藍場川の石橋 (あいばがわのいしばし)

■市報はぎ 平成7年(1995)7月15日号掲載



 藍場川は川島樋の口から橋本町・江向を経て平安古石屋町まで、約2.6キロメートルを縫うように流れています。延享元年(1744)川島から江向までの農業用水路を拡幅、延長して、松本川と新堀川とを結んだものです。藍場川の開通によって農業用水だけでなく、火災の際の防火用水、洪水の際の水はけ、さらには川舟による物資の運搬にも役立ちました。50年くらい前までは、主に川上村(現在の萩市川上地域)から薪炭をつんだ川舟が藍場川を通航していたそうです。
 現在、藍場川には100余りの小さな橋が架かっています。そのうち、3分の1にあたる30余りの橋が石橋となっています。石橋のなかでも、荷物を積んだ川舟が通りやすいように、道路よりも高く持ち上げた石橋がいくつか残っています。
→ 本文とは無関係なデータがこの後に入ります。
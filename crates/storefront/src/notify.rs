//! User-facing notifications.
//!
//! Controllers push [`Notification`]s into a [`Toaster`]; how they are shown
//! (toast, status line, log) is up to the front-end.

use std::fmt;

/// Severity of a notification.
#[derive(Debug, Clone, Copy, PartialEq, Eq, Hash)]
pub enum NotificationLevel {
    Success,
    Info,
    Error,
}

impl fmt::Display for NotificationLevel {
    fn fmt(&self, f: &mut fmt::Formatter<'_>) -> fmt::Result {
        let label = match self {
            Self::Success => "success",
            Self::Info => "info",
            Self::Error => "error",
        };
        f.write_str(label)
    }
}

/// A message for the user.
#[derive(Debug, Clone, PartialEq, Eq)]
pub struct Notification {
    pub level: NotificationLevel,
    pub message: String,
}

impl Notification {
    #[must_use]
    pub fn success(message: impl Into<String>) -> Self {
        Self {
            level: NotificationLevel::Success,
            message: message.into(),
        }
    }

    #[must_use]
    pub fn info(message: impl Into<String>) -> Self {
        Self {
            level: NotificationLevel::Info,
            message: message.into(),
        }
    }

    #[must_use]
    pub fn error(message: impl Into<String>) -> Self {
        Self {
            level: NotificationLevel::Error,
            message: message.into(),
        }
    }
}

impl fmt::Display for Notification {
    fn fmt(&self, f: &mut fmt::Formatter<'_>) -> fmt::Result {
        write!(f, "[{}] {}", self.level, self.message)
    }
}

/// Sink for notifications.
pub trait Toaster {
    fn push(&mut self, notification: Notification);
}

/// Collects notifications in order; used by tests and batch front-ends.
impl Toaster for Vec<Notification> {
    fn push(&mut self, notification: Notification) {
        Self::push(self, notification);
    }
}
//! Catalog state: the fetched product list and the current page.
//!
//! The full collection is fetched in one request and paged locally, so page
//! changes never touch the network. `refetch` replaces the list wholesale.

use std::num::NonZeroUsize;

use catalog_cart_core::{Product, ProductId};
use tokio::sync::watch;

use crate::api::{ApiError, StoreApi};
use crate::observe::ChangeNotifier;
use crate::pagination::Pagination;

/// Products shown per page unless configured otherwise.
pub const DEFAULT_PAGE_SIZE: NonZeroUsize = match NonZeroUsize::new(6) {
    Some(size) => size,
    None => panic!("page size must be non-zero"),
};

/// Where the last fetch stands.
#[derive(Debug, Clone, PartialEq, Eq, Default)]
pub enum LoadStatus {
    /// Nothing requested yet.
    #[default]
    Idle,
    /// A fetch is in flight. Previously loaded products stay visible.
    Loading,
    /// The list reflects the last successful fetch.
    Loaded,
    /// The last fetch failed; no products are shown.
    Failed(ApiError),
}

/// Fetched products plus pagination state.
#[derive(Debug)]
pub struct Catalog {
    products: Vec<Product>,
    current_page: usize,
    page_size: NonZeroUsize,
    status: LoadStatus,
    changes: ChangeNotifier,
}

impl Catalog {
    #[must_use]
    pub fn new(page_size: NonZeroUsize) -> Self {
        Self {
            products: Vec::new(),
            current_page: 1,
            page_size,
            status: LoadStatus::Idle,
            changes: ChangeNotifier::new(),
        }
    }

    /// Fetch the full product collection.
    ///
    /// One attempt; a failure clears the list and is kept in [`Self::status`].
    ///
    /// # Errors
    ///
    /// Returns the `ApiError` of the failed fetch.
    pub async fn load<A: StoreApi>(&mut self, api: &A) -> Result<usize, ApiError> {
        self.status = LoadStatus::Loading;
        self.changes.notify();

        let result = api.list_products().await;
        let outcome = match result {
            Ok(products) => {
                let count = products.len();
                self.products = products;
                self.clamp_page();
                self.status = LoadStatus::Loaded;
                tracing::debug!(count, pages = self.total_pages(), "Catalog loaded");
                Ok(count)
            }
            Err(err) => {
                tracing::warn!(error = %err, "Catalog fetch failed");
                self.products.clear();
                self.current_page = 1;
                self.status = LoadStatus::Failed(err.clone());
                Err(err)
            }
        };

        self.changes.notify();
        outcome
    }

    /// Fetch again after a mutation so the list mirrors the server.
    ///
    /// # Errors
    ///
    /// Returns the `ApiError` of the failed fetch.
    pub async fn refetch<A: StoreApi>(&mut self, api: &A) -> Result<usize, ApiError> {
        self.load(api).await
    }

    /// Move to page `page` (1-based). Out-of-range pages are ignored.
    pub fn set_page(&mut self, page: usize) -> bool {
        if page == 0 || page > self.total_pages() {
            return false;
        }
        if page != self.current_page {
            self.current_page = page;
            self.changes.notify();
        }
        true
    }

    /// Products on the current page.
    #[must_use]
    pub fn visible_slice(&self) -> &[Product] {
        let size = self.page_size.get();
        let start = (self.current_page - 1).saturating_mul(size);
        let end = start.saturating_add(size).min(self.products.len());
        self.products.get(start..end).unwrap_or(&[])
    }

    /// `ceil(len / page_size)`; zero for an empty catalog.
    #[must_use]
    pub fn total_pages(&self) -> usize {
        self.products.len().div_ceil(self.page_size.get())
    }

    #[must_use]
    pub const fn current_page(&self) -> usize {
        self.current_page
    }

    #[must_use]
    pub const fn page_size(&self) -> NonZeroUsize {
        self.page_size
    }

    /// Every loaded product.
    #[must_use]
    pub fn products(&self) -> &[Product] {
        &self.products
    }

    /// Look up a loaded product by identity.
    #[must_use]
    pub fn find(&self, id: &ProductId) -> Option<&Product> {
        self.products.iter().find(|p| &p.id == id)
    }

    #[must_use]
    pub const fn status(&self) -> &LoadStatus {
        &self.status
    }

    /// Whether a fetch is in flight.
    #[must_use]
    pub const fn is_fetching(&self) -> bool {
        matches!(self.status, LoadStatus::Loading)
    }

    /// The error of the last fetch, if it failed.
    #[must_use]
    pub const fn error(&self) -> Option<&ApiError> {
        match &self.status {
            LoadStatus::Failed(err) => Some(err),
            _ => None,
        }
    }

    /// Page bar for the current state.
    #[must_use]
    pub fn pagination(&self) -> Pagination {
        Pagination::new(self.current_page, self.total_pages())
    }

    /// Subscribe to state changes.
    #[must_use]
    pub fn subscribe(&self) -> watch::Receiver<u64> {
        self.changes.subscribe()
    }

    /// Keep the current page within `1..=total_pages` after the list changed.
    fn clamp_page(&mut self) {
        self.current_page = self.current_page.clamp(1, self.total_pages().max(1));
    }
}

impl Default for Catalog {
    fn default() -> Self {
        Self::new(DEFAULT_PAGE_SIZE)
    }
}
//! Terminal output: notifications and catalog/cart listings.

use std::io::{self, Write};

use catalog_cart_core::Product;
use catalog_cart_storefront::notify::{Notification, Toaster};
use catalog_cart_storefront::views::{EMPTY_CART, ProductListView};

/// Prints each notification on its own line as it is pushed.
pub struct ConsoleToaster<W: Write> {
    out: W,
}

impl ConsoleToaster<io::Stdout> {
    pub fn stdout() -> Self {
        Self::new(io::stdout())
    }
}

impl<W: Write> ConsoleToaster<W> {
    pub const fn new(out: W) -> Self {
        Self { out }
    }

    #[cfg(test)]
    pub fn into_inner(self) -> W {
        self.out
    }
}

impl<W: Write> Toaster for ConsoleToaster<W> {
    fn push(&mut self, notification: Notification) {
        if let Err(e) = writeln!(self.out, "{notification}") {
            tracing::warn!(error = %e, "Failed to print notification");
        }
    }
}

/// One product per line: id, name, brand, price, rating.
pub fn product_line(product: &Product, in_cart: bool) -> String {
    let marker = if in_cart { "  (in cart)" } else { "" };
    format!(
        "{}  {} ({})  {}  rating {}{marker}",
        product.id, product.product_name, product.brand, product.price, product.rating
    )
}

/// The current page of the catalog and the page bar.
pub fn write_catalog<W: Write>(out: &mut W, view: &ProductListView) -> io::Result<()> {
    if view.loading_indicator_visible() {
        writeln!(out, "Loading...")?;
    }
    if let Some(banner) = view.error_banner() {
        return writeln!(out, "{banner}");
    }

    let products = view.visible_products();
    if products.is_empty() {
        return writeln!(out, "No products.");
    }
    for product in products {
        writeln!(out, "{}", product_line(product, view.cart().contains(&product.id)))?;
    }

    let catalog = view.catalog();
    writeln!(
        out,
        "Page {} of {}: {}",
        catalog.current_page(),
        catalog.total_pages(),
        view.pagination()
    )
}

/// Cart contents, in the order items were added.
pub fn write_cart<W: Write>(out: &mut W, view: &ProductListView) -> io::Result<()> {
    let cart = view.cart();
    if cart.is_empty() {
        return writeln!(out, "{EMPTY_CART}");
    }
    for product in cart.items() {
        writeln!(out, "{}", product_line(product, false))?;
    }
    writeln!(out, "{} item(s) in cart", cart.count())
}
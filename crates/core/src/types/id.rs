//! Product identity.
//!
//! Identities are assigned by the remote API and are opaque to the client:
//! they are compared for equality and echoed back, never parsed.

use core::fmt;

use serde::{Deserialize, Serialize};

/// Server-assigned key distinguishing one product record from another.
///
/// Two products with identical fields but different identities are distinct.
///
/// ```rust
/// # use catalog_cart_core::ProductId;
/// let a = ProductId::new("665f1c2e9b1d");
/// let b: ProductId = "665f1c2e9b1d".into();
/// assert_eq!(a, b);
/// ```
#[derive(Debug, Clone, PartialEq, Eq, Hash, PartialOrd, Ord, Serialize, Deserialize)]
#[serde(transparent)]
pub struct ProductId(String);

impl ProductId {
    /// Create a new ID from any string-like value.
    #[must_use]
    pub fn new(id: impl Into<String>) -> Self {
        Self(id.into())
    }

    /// Get the underlying key.
    #[must_use]
    pub fn as_str(&self) -> &str {
        &self.0
    }
}

impl fmt::Display for ProductId {
    fn fmt(&self, f: &mut fmt::Formatter<'_>) -> fmt::Result {
        f.write_str(&self.0)
    }
}

impl From<&str> for ProductId {
    fn from(id: &str) -> Self {
        Self(id.to_owned())
    }
}

impl From<String> for ProductId {
    fn from(id: String) -> Self {
        Self(id)
    }
}

impl AsRef<str> for ProductId {
    fn as_ref(&self) -> &str {
        &self.0
    }
}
特に、昨年萩市の史跡に指定された「旧湯川家屋敷」前の石橋は、その構造をよく伝えています。
 国道262号近くの藍場川には1本の細長い石材を渡し、ちょうど平均台のように1人がやっと通れるくらいの、幅の狭い石橋も見られます。また花崗岩を磨いた、白い石橋も目立ちます。このように石橋をウォッチングしながら、藍場川沿いを散策するのも一興があります。